Rok wcześniej magistrat rozpisał konkurs na projekt mostu miejskiego, "pierwszy w odrodzonej Polsce" - co nie bez dumy podkreślał prezydent stolicy. Wiosną 1937 r. jury zadecydowało o nagrodzeniu dwóch projektów (z szesnastu zgłoszonych) i wyróżnieniu trzech. Pierwszą nagrodę w wysokości 20 tys. złotych otrzymał projekt firmy Zieleniewski i Fitzner-Gamper z Krakowa, wg którego "most ma mieć konstrukcję ze stali wysokowartościowej, posiadać będzie 6 dźwigarów blachowych spawanych i 6 przęseł wspartych na 5 filarach kesonowych. Przyczółki, zbudowane z betonu mają być licowane granitem" - pisała "Gazeta Polska". "Most przeznaczony będzie dla ruchu tramwajowego, kołowego oraz pieszego". Jezdnia ma mieć 17 a chodniki 5 metrów szerokość.
Summa summarum most miał mieć "ogólno-państwowe znaczenie" zapewniając "kapitalne połączenie południa i północy Rzplitej". Symbolicznym akcentem urbanistycznym było też przedłużenie osi komunikacyjnej z placu Józefa Piłsudskiego.
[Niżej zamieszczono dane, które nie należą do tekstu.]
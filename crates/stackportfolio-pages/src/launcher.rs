//! WASM entry point
//!
//! Runs once the document is parsed: reads optional settings, classifies the
//! page by its address and attaches whichever bindings the page needs.

use crate::binding::{StepperBinding, TechBinding};
use crate::error::{PageError, PageResult};
use crate::settings::{PageSettings, SETTINGS_ELEMENT_ID};
use crate::{error_log, info_log};
use stackportfolio_forms::PageKind;
use std::rc::Rc;
use wasm_bindgen::JsCast;
use wasm_bindgen::prelude::*;
use web_sys::Document;

#[wasm_bindgen(start)]
pub fn start() -> Result<(), JsValue> {
	#[cfg(feature = "console_error_panic_hook")]
	console_error_panic_hook::set_once();

	let document = document().map_err(|e| JsValue::from_str(&e.to_string()))?;
	if document.ready_state() == "loading" {
		let closure = Closure::once(launch);
		document.add_event_listener_with_callback("DOMContentLoaded", closure.as_ref().unchecked_ref())?;
		closure.forget();
	} else {
		launch();
	}
	Ok(())
}

fn document() -> PageResult<Document> {
	web_sys::window()
		.and_then(|window| window.document())
		.ok_or_else(|| PageError::MissingElement("document".to_string()))
}

/// Attach the page bindings, logging instead of failing.
pub fn launch() {
	if let Err(e) = try_launch() {
		error_log!("form bindings not attached: {}", e);
	}
}

fn try_launch() -> PageResult<()> {
	let document = document()?;
	let json = document
		.get_element_by_id(SETTINGS_ELEMENT_ID)
		.and_then(|element| element.text_content());
	let settings = Rc::new(PageSettings::from_optional_json(json.as_deref()));

	let href = document.location().map(|location| location.href()).transpose()?.unwrap_or_default();
	match PageKind::classify(&href) {
		Some(kind) => {
			StepperBinding::attach(&document, kind, Rc::clone(&settings))?;
		}
		None => info_log!("no form workflow for {}", href),
	}

	TechBinding::attach(&document, settings)?;
	Ok(())
}
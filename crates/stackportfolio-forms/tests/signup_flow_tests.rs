//! End-to-end scenarios for the signup stepper, the project form and the tech
//! selector, driven the way the page glue drives them.

use rstest::*;
use stackportfolio_forms::wizard::{Step, StepMark, StepperEngine};
use stackportfolio_forms::{
	Field, FieldKind, FormDataStore, FormError, FormModel, FormSettings, Key, KeyValueStorage,
	MemoryStorage, PageKind, RuleTable, TechCatalog, TechSelector, Validity,
};

fn signup_fields() -> Vec<Field> {
	vec![
		Field::text("first_name").required(),
		Field::text("last_name").required(),
		Field::text("username").required().with_min_length(5),
		Field::new("email", FieldKind::Email).required(),
		Field::new("phone_number", FieldKind::Tel),
		Field::new("display_email", FieldKind::Checkbox),
		Field::new("password1", FieldKind::Password).required(),
		Field::new("password2", FieldKind::Password).required(),
	]
}

fn signup_steps() -> Vec<Step> {
	vec![
		Step::new(["first_name", "last_name", "username"]),
		Step::new(["email", "phone_number", "display_email"]),
		Step::new(["password1", "password2"]),
		Step::empty(),
	]
}

#[fixture]
fn storage() -> MemoryStorage {
	MemoryStorage::new()
}

fn signup_stepper(storage: &MemoryStorage) -> StepperEngine {
	let settings = FormSettings::default();
	let form = FormModel::with_rules(signup_fields(), PageKind::Signup.rules(), &settings);
	StepperEngine::new(form, signup_steps())
		.unwrap()
		.with_store(FormDataStore::new(Box::new(storage.clone()), settings.storage_key.clone()))
}

#[rstest]
fn test_initial_buttons_all_disabled_except_summary(storage: MemoryStorage) {
	// Arrange
	let stepper = signup_stepper(&storage);

	// Act
	let buttons = stepper.button_states();

	// Assert
	let enabled: Vec<bool> = buttons.iter().map(|b| b.enabled).collect();
	assert_eq!(enabled, vec![false, false, false, true]);
}

#[rstest]
fn test_required_field_cleared_shows_error_and_disables_next(storage: MemoryStorage) {
	// Arrange
	let mut stepper = signup_stepper(&storage);

	// Act
	let outcome = stepper.on_input("first_name", "").unwrap();

	// Assert
	let report = &outcome.fields[0];
	assert!(!report.verdict.is_valid);
	assert_eq!(report.display.validity, Validity::Invalid);
	assert_eq!(
		report.display.error.as_deref(),
		Some("This field must contain at least 2 characters.")
	);
	assert!(!outcome.buttons[0].enabled);
}

#[rstest]
fn test_whitespace_only_is_invalid(storage: MemoryStorage) {
	let mut stepper = signup_stepper(&storage);

	let outcome = stepper.on_input("last_name", "   ").unwrap();

	assert!(!outcome.fields[0].verdict.is_valid);
}

#[rstest]
fn test_first_name_over_forty_characters(storage: MemoryStorage) {
	// Arrange
	let mut stepper = signup_stepper(&storage);

	// Act
	let outcome = stepper.on_input("first_name", "a".repeat(42)).unwrap();

	// Assert
	let verdict = &outcome.fields[0].verdict;
	assert!(!verdict.is_valid);
	assert!(verdict.message.contains("40"));
}

#[rstest]
fn test_username_uses_custom_message(storage: MemoryStorage) {
	let mut stepper = signup_stepper(&storage);

	let outcome = stepper.on_input("username", "ada").unwrap();

	assert_eq!(
		outcome.fields[0].verdict.message,
		"Username must contain 5 characters and it can't contain symbols or spaces."
	);
}

#[rstest]
fn test_password_pair_scenario(storage: MemoryStorage) {
	// Arrange
	let mut stepper = signup_stepper(&storage);
	stepper.on_input("password1", "Abcdefg1!").unwrap();

	// Act
	let matched = stepper.on_input("password2", "Abcdefg1!").unwrap();

	// Assert
	assert!(matched.fields.iter().all(|r| r.display.validity == Validity::Valid));
	assert_eq!(matched.password.as_ref().unwrap().mismatch_error(), None);
	assert!(matched.buttons[2].enabled);

	// Act
	let mismatched = stepper.on_input("password2", "different").unwrap();

	// Assert
	assert_eq!(mismatched.fields.len(), 2);
	assert!(mismatched.fields.iter().all(|r| r.display.validity == Validity::Invalid));
	assert_eq!(
		mismatched.password.as_ref().unwrap().mismatch_error(),
		Some("Passwords do not match.")
	);
	assert!(!mismatched.buttons[2].enabled);
}

#[rstest]
fn test_passwords_never_persisted(storage: MemoryStorage) {
	// Arrange
	let mut stepper = signup_stepper(&storage);

	// Act
	stepper.on_input("first_name", "Ada").unwrap();
	stepper.on_input("password1", "Abcdefg1!").unwrap();
	stepper.on_input("password2", "Abcdefg1!").unwrap();

	// Assert
	let raw = storage.get("formData").unwrap().unwrap();
	assert!(raw.contains("first_name"));
	assert!(!raw.contains("password"));
	assert!(!raw.contains("Abcdefg1!"));
}

#[rstest]
fn test_full_signup_walkthrough(storage: MemoryStorage) {
	// Arrange
	let mut stepper = signup_stepper(&storage);

	// Act
	for (name, value) in [
		("first_name", "Ada"),
		("last_name", "Lovelace"),
		("username", "adalove"),
	] {
		stepper.on_input(name, value).unwrap();
	}
	stepper.next().unwrap();
	stepper.on_input("email", "ada@example.com").unwrap();
	stepper.on_input("phone_number", "07700900123").unwrap();
	stepper.next().unwrap();
	stepper.on_input("password1", "Abcdefg1!").unwrap();
	stepper.on_input("password2", "Abcdefg1!").unwrap();
	let to_summary = stepper.next().unwrap();

	// Assert
	assert_eq!(to_summary.to, 3);
	let summary = to_summary.summary.unwrap();
	assert!(summary.iter().any(|e| e.hook == "phone-number-field" && e.value == "07700900123"));
	assert!(summary.iter().all(|e| !e.name.contains("password")));
	assert_eq!(
		stepper.counter().marks,
		vec![
			StepMark::Complete,
			StepMark::Complete,
			StepMark::Complete,
			StepMark::Active
		]
	);

	// Act
	let payload = stepper.submit().unwrap();

	// Assert
	assert!(payload.contains(&("password1".to_string(), "Abcdefg1!".to_string())));
	assert_eq!(storage.get("formData").unwrap(), None);
}

#[rstest]
fn test_reload_restores_progress(storage: MemoryStorage) {
	// Arrange
	{
		let mut stepper = signup_stepper(&storage);
		stepper.on_input("first_name", "Ada").unwrap();
		stepper.on_input("last_name", "Lovelace").unwrap();
		stepper.on_input("username", "adalove").unwrap();
	}

	// Act
	let reloaded = signup_stepper(&storage);

	// Assert
	assert_eq!(reloaded.form().field("last_name").unwrap().raw_value, "Lovelace");
	assert!(reloaded.button_states()[0].enabled);
	assert_eq!(reloaded.active_index(), 0);
}

#[rstest]
fn test_malformed_progress_starts_fresh(storage: MemoryStorage) {
	// Arrange
	storage.set("formData", "{\"first_name\":").unwrap();

	// Act
	let stepper = signup_stepper(&storage);

	// Assert
	assert!(stepper.snapshot().is_empty());
	assert!(!stepper.form().field("first_name").unwrap().touched);
}

#[rstest]
fn test_previous_does_not_revalidate(storage: MemoryStorage) {
	// Arrange
	let mut stepper = signup_stepper(&storage);
	for (name, value) in [("first_name", "Ada"), ("last_name", "Lovelace"), ("username", "adalove")] {
		stepper.on_input(name, value).unwrap();
	}
	stepper.next().unwrap();

	// Act
	let back = stepper.previous().unwrap();

	// Assert
	assert_eq!((back.from, back.to), (1, 0));
	assert!(stepper.previous().is_none());
	assert!(matches!(stepper.submit(), Err(FormError::NotAtFinalStep { step: 0 })));
}

#[rstest]
#[case("Portfolio 2", true)]
#[case("12345", false)]
#[case("My app!", false)]
fn test_project_form_name_rule(#[case] value: &str, #[case] expected: bool) {
	// Arrange
	let form = FormModel::with_rules(
		vec![
			Field::text("project_name").required(),
			Field::new("description", FieldKind::TextArea),
		],
		RuleTable::project(),
		&FormSettings::default(),
	);
	let mut stepper = StepperEngine::single_page(form);

	// Act
	let outcome = stepper.on_input("project_name", value).unwrap();

	// Assert
	assert_eq!(outcome.buttons[0].enabled, expected);
	if !expected {
		assert_eq!(
			outcome.fields[0].verdict.message,
			"Project name must be at least 3 characters long and can't contain symbols."
		);
	}
}

#[rstest]
fn test_tech_selector_keyboard_scenario() {
	// Arrange
	let catalog = TechCatalog::from_pairs([("10", "JavaScript"), ("11", "Java"), ("12", "Python")]);
	let mut selector = TechSelector::new(catalog);

	// Act
	selector.set_input("jav");
	let shown: Vec<String> = selector.filtered().iter().map(|e| e.name.clone()).collect();
	selector.key(Key::ArrowDown);
	selector.key(Key::ArrowDown);
	selector.key(Key::Enter);

	// Assert
	assert_eq!(shown, vec!["JavaScript", "Java"]);
	assert_eq!(selector.selection().len(), 1);
	assert_eq!(selector.selection()[0].name(), "Java");
	assert!(!selector.dropdown_visible());
	assert_eq!(
		selector.hidden_fields(&FormSettings::default()),
		vec![
			("technologies".to_string(), "11".to_string()),
			("new_technologies".to_string(), String::new()),
		]
	);
}
//! Element abstraction
//!
//! Renderers only need a handful of element operations. [`ElementView`]
//! names them so the same render code drives `web_sys::Element` in the
//! browser and [`MemoryElement`](crate::testing::MemoryElement) in tests.
//!
//! Operations never fail: a DOM call that throws is logged and skipped, so a
//! broken element can't stop the rest of an update.

/// Minimal mutable view of one element.
pub trait ElementView {
	fn add_class(&self, class: &str);
	fn remove_class(&self, class: &str);
	fn has_class(&self, class: &str) -> bool;
	fn set_text(&self, text: &str);
	fn text(&self) -> String;
	fn set_attribute(&self, name: &str, value: &str);
	fn remove_attribute(&self, name: &str);
	fn attribute(&self, name: &str) -> Option<String>;
	fn focus(&self);

	fn toggle_class(&self, class: &str, on: bool) {
		if on {
			self.add_class(class);
		} else {
			self.remove_class(class);
		}
	}

	fn set_disabled(&self, disabled: bool) {
		if disabled {
			self.set_attribute("disabled", "");
		} else {
			self.remove_attribute("disabled");
		}
	}
}

impl<T: ElementView + ?Sized> ElementView for &T {
	fn add_class(&self, class: &str) {
		(**self).add_class(class)
	}

	fn remove_class(&self, class: &str) {
		(**self).remove_class(class)
	}

	fn has_class(&self, class: &str) -> bool {
		(**self).has_class(class)
	}

	fn set_text(&self, text: &str) {
		(**self).set_text(text)
	}

	fn text(&self) -> String {
		(**self).text()
	}

	fn set_attribute(&self, name: &str, value: &str) {
		(**self).set_attribute(name, value)
	}

	fn remove_attribute(&self, name: &str) {
		(**self).remove_attribute(name)
	}

	fn attribute(&self, name: &str) -> Option<String> {
		(**self).attribute(name)
	}

	fn focus(&self) {
		(**self).focus()
	}

	fn set_disabled(&self, disabled: bool) {
		(**self).set_disabled(disabled)
	}
}

#[cfg(target_arch = "wasm32")]
mod web {
	use super::ElementView;
	use crate::warn_log;
	use wasm_bindgen::JsCast;

	fn report(op: &str, result: Result<(), wasm_bindgen::JsValue>) {
		if let Err(e) = result {
			warn_log!("element {} failed: {:?}", op, e);
		}
	}

	impl ElementView for web_sys::Element {
		fn add_class(&self, class: &str) {
			report("add_class", self.class_list().add_1(class));
		}

		fn remove_class(&self, class: &str) {
			report("remove_class", self.class_list().remove_1(class));
		}

		fn has_class(&self, class: &str) -> bool {
			self.class_list().contains(class)
		}

		fn set_text(&self, text: &str) {
			self.set_text_content(Some(text));
		}

		fn text(&self) -> String {
			self.text_content().unwrap_or_default()
		}

		fn set_attribute(&self, name: &str, value: &str) {
			report("set_attribute", web_sys::Element::set_attribute(self, name, value));
		}

		fn remove_attribute(&self, name: &str) {
			report("remove_attribute", web_sys::Element::remove_attribute(self, name));
		}

		fn attribute(&self, name: &str) -> Option<String> {
			self.get_attribute(name)
		}

		fn focus(&self) {
			if let Some(element) = self.dyn_ref::<web_sys::HtmlElement>() {
				report("focus", element.focus());
			}
		}

		fn set_disabled(&self, disabled: bool) {
			if let Some(button) = self.dyn_ref::<web_sys::HtmlButtonElement>() {
				button.set_disabled(disabled);
			} else if disabled {
				ElementView::set_attribute(self, "disabled", "");
			} else {
				ElementView::remove_attribute(self, "disabled");
			}
		}
	}
}
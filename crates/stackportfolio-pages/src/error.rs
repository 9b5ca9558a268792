use stackportfolio_forms::{FormError, SettingsError};

#[derive(Debug, thiserror::Error)]
pub enum PageError {
	#[error("Missing element: {0}")]
	MissingElement(String),
	#[error("JavaScript error: {0}")]
	Js(String),
	#[error(transparent)]
	Form(#[from] FormError),
	#[error(transparent)]
	Settings(#[from] SettingsError),
}

pub type PageResult<T> = Result<T, PageError>;

#[cfg(target_arch = "wasm32")]
impl From<wasm_bindgen::JsValue> for PageError {
	fn from(value: wasm_bindgen::JsValue) -> Self {
		Self::Js(value.as_string().unwrap_or_else(|| format!("{:?}", value)))
	}
}
//! Page binding settings
//!
//! Class names and selectors the bindings use. Pages may override any of them
//! with a JSON block:
//!
//! ```html
//! <script id="form-settings" type="application/json">
//!   {"classes": {"input_invalid": "border-error"}, "form": {"text_max_length": 60}}
//! </script>
//! ```

use serde::{Deserialize, Serialize};
use stackportfolio_forms::{FormSettings, SettingsError};

/// Id of the optional `<script>` element carrying settings JSON.
pub const SETTINGS_ELEMENT_ID: &str = "form-settings";

/// CSS classes toggled by the renderers.
#[derive(Debug, Clone, PartialEq, Eq, Serialize, Deserialize)]
#[serde(default)]
pub struct ClassNames {
	pub input_valid: String,
	pub input_invalid: String,
	pub hidden: String,
	pub current_step: String,
	pub btn_primary: String,
	pub btn_disabled: String,
	pub cursor_not_allowed: String,
	pub step_primary: String,
	pub bg_primary: String,
	pub text_white: String,
	pub text_primary: String,
	pub toggle_primary: String,
	pub toggle_secondary: String,
	pub chip: String,
	pub chip_known: String,
	pub chip_custom: String,
}

impl Default for ClassNames {
	fn default() -> Self {
		Self {
			input_valid: "input-valid".to_string(),
			input_invalid: "input-invalid".to_string(),
			hidden: "hidden".to_string(),
			current_step: "current-step".to_string(),
			btn_primary: "btn-primary".to_string(),
			btn_disabled: "btn-disabled".to_string(),
			cursor_not_allowed: "cursor-not-allowed".to_string(),
			step_primary: "step-primary".to_string(),
			bg_primary: "bg-primary".to_string(),
			text_white: "text-white".to_string(),
			text_primary: "text-primary".to_string(),
			toggle_primary: "toggle-primary".to_string(),
			toggle_secondary: "toggle-secondary".to_string(),
			chip: "added-tech-button".to_string(),
			chip_known: "added-tech--known".to_string(),
			chip_custom: "added-tech--custom".to_string(),
		}
	}
}

/// Selectors for the elements the bindings look up.
#[derive(Debug, Clone, PartialEq, Eq, Serialize, Deserialize)]
#[serde(default)]
pub struct Selectors {
	pub steps: String,
	pub next_buttons: String,
	pub prev_buttons: String,
	pub submit_button: String,
	pub inputs: String,
	pub focusables: String,
	pub mobile_counter: String,
	pub desktop_counter: String,
	pub desktop_number: String,
	pub desktop_label: String,
	pub password_mismatch_error: String,
	pub password_criteria_error: String,
	pub tech_input: String,
	pub tech_dropdown: String,
	pub tech_items: String,
	pub tech_chips: String,
	pub tech_initial: String,
}

impl Default for Selectors {
	fn default() -> Self {
		Self {
			steps: "div[data-step]".to_string(),
			next_buttons: ".next-button".to_string(),
			prev_buttons: ".prev-button".to_string(),
			submit_button: "button[type='submit']".to_string(),
			inputs: "input[name], textarea[name]".to_string(),
			focusables: "input, textarea, select, button".to_string(),
			mobile_counter: ".steps-mobile .step".to_string(),
			desktop_counter: ".steps-desktop .join-item".to_string(),
			desktop_number: ".step-item".to_string(),
			desktop_label: "span:not(.step-item)".to_string(),
			password_mismatch_error: ".password-mismatch-error".to_string(),
			password_criteria_error: ".password-criteria-error".to_string(),
			tech_input: ".tech-input".to_string(),
			tech_dropdown: ".tech-dropdown".to_string(),
			tech_items: "li.tech-list__item".to_string(),
			tech_chips: ".added-tech-container".to_string(),
			tech_initial: "#selectedTechnologies".to_string(),
		}
	}
}

/// Everything the page bindings are configured with.
#[non_exhaustive]
#[derive(Debug, Clone, Default, PartialEq, Eq, Serialize, Deserialize)]
#[serde(default)]
pub struct PageSettings {
	pub form: FormSettings,
	pub classes: ClassNames,
	pub selectors: Selectors,
}

impl PageSettings {
	pub fn new() -> Self {
		Self::default()
	}

	/// Parse and validate settings JSON; missing keys keep their defaults.
	///
	/// # Examples
	///
	/// ```
	/// use stackportfolio_pages::settings::PageSettings;
	///
	/// let settings = PageSettings::from_json(r#"{"classes": {"hidden": "is-hidden"}}"#).unwrap();
	/// assert_eq!(settings.classes.hidden, "is-hidden");
	/// assert_eq!(settings.classes.input_invalid, "input-invalid");
	/// assert_eq!(settings.form.storage_key, "formData");
	/// ```
	pub fn from_json(json: &str) -> Result<Self, SettingsError> {
		let settings: Self = serde_json::from_str(json)?;
		settings.form.validate()?;
		Ok(settings)
	}

	/// Like [`from_json`](Self::from_json), but falls back to defaults when the
	/// block is absent or unusable.
	pub fn from_optional_json(json: Option<&str>) -> Self {
		let Some(json) = json.filter(|json| !json.trim().is_empty()) else {
			return Self::default();
		};
		match Self::from_json(json) {
			Ok(settings) => settings,
			Err(e) => {
				crate::warn_log!("ignoring #{}: {}", SETTINGS_ELEMENT_ID, e);
				Self::default()
			}
		}
	}
}

#[cfg(test)]
mod tests {
	use super::*;
	use rstest::rstest;

	#[rstest]
	fn test_defaults_match_markup() {
		let settings = PageSettings::default();

		assert_eq!(settings.classes.input_invalid, "input-invalid");
		assert_eq!(settings.classes.btn_disabled, "btn-disabled");
		assert_eq!(settings.selectors.steps, "div[data-step]");
		assert_eq!(settings.selectors.password_mismatch_error, ".password-mismatch-error");
	}

	#[rstest]
	#[case(None)]
	#[case(Some(""))]
	#[case(Some("{oops"))]
	#[case(Some(r#"{"form": {"storage_key": ""}}"#))]
	fn test_unusable_json_falls_back(#[case] json: Option<&str>) {
		assert_eq!(PageSettings::from_optional_json(json), PageSettings::default());
	}

	#[rstest]
	fn test_nested_form_settings_override() {
		// Act
		let settings = PageSettings::from_optional_json(Some(r#"{"form": {"text_max_length": 60}}"#));

		// Assert
		assert_eq!(settings.form.text_max_length, 60);
		assert_eq!(settings.form.text_min_length, 2);
	}
}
Warszawa nadal się rozwija, a ruch kołowy wzrasta w postępie geometrycznym. Świętokrzyski i Siekierkowski wpisały się już na tyle w pejzaż stolicy, że ta wciąż łaknie kolejnego mostu. Projekty wybrane w drodze konkursu już są i od lat czekają na realizację, a żeby postawić sprawę jasno - dawno już zostały przez magistrat zapłacone.
__________
Niniejszy tekst - w skróconej formie - ukazał się w 2006 r. na warszawskich stronach "Dziennika" w ramach cyklu "Alfabet warszawski". Wydawca nie podpisał był jednak z autorem stosownej umowy, zaś otrzymane przezeń honorarium urągało dobremu imieniu Wydawcy oraz jego - powszechnie znanym w całej Europie - możliwościom finansowym.